:: ASSIGNMENT ::
Every line with the string "derive" must be copied from the entries below.

(Dataset items)
▬▬▬

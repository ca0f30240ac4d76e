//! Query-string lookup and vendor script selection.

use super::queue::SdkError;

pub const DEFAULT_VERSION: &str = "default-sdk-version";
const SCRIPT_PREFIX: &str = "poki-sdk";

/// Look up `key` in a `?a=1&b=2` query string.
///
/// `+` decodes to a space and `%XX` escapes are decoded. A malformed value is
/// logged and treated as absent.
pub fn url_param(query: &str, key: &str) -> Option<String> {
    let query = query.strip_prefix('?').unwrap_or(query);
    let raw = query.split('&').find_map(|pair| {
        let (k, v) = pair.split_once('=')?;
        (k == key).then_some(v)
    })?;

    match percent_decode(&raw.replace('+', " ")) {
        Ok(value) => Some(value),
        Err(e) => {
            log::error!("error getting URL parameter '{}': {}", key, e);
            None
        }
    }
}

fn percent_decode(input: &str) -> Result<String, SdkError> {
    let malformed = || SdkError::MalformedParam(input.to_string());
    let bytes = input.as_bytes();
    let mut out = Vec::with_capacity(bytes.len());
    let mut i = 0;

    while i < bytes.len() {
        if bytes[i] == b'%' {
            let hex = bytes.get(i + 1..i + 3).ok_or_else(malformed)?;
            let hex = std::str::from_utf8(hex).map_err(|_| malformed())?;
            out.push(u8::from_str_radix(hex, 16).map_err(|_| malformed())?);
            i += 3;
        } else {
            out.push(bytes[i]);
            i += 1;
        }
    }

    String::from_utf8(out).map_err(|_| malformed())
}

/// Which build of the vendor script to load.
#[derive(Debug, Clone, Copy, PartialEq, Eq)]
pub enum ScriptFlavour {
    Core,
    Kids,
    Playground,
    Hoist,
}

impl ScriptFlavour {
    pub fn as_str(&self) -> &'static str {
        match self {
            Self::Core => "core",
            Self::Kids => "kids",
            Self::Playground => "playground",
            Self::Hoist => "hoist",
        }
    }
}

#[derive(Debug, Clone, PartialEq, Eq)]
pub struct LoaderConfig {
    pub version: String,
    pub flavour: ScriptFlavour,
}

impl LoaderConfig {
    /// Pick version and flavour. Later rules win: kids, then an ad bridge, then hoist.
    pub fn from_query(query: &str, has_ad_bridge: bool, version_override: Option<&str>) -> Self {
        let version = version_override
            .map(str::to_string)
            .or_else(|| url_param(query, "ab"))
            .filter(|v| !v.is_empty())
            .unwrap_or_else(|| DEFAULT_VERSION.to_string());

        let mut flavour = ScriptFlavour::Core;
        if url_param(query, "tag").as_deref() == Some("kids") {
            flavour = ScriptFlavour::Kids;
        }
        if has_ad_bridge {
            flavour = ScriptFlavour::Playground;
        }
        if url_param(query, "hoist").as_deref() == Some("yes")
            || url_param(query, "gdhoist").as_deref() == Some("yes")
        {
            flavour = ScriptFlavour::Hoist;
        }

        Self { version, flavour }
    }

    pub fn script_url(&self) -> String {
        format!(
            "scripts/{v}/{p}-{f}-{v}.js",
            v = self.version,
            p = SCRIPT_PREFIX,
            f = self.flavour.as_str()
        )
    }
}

▬▬▬

:: ANSWER BOX ::
#[derive(Debug, Clone, Copy, PartialEq, Eq)]
#[derive(Debug, Clone, PartialEq, Eq)]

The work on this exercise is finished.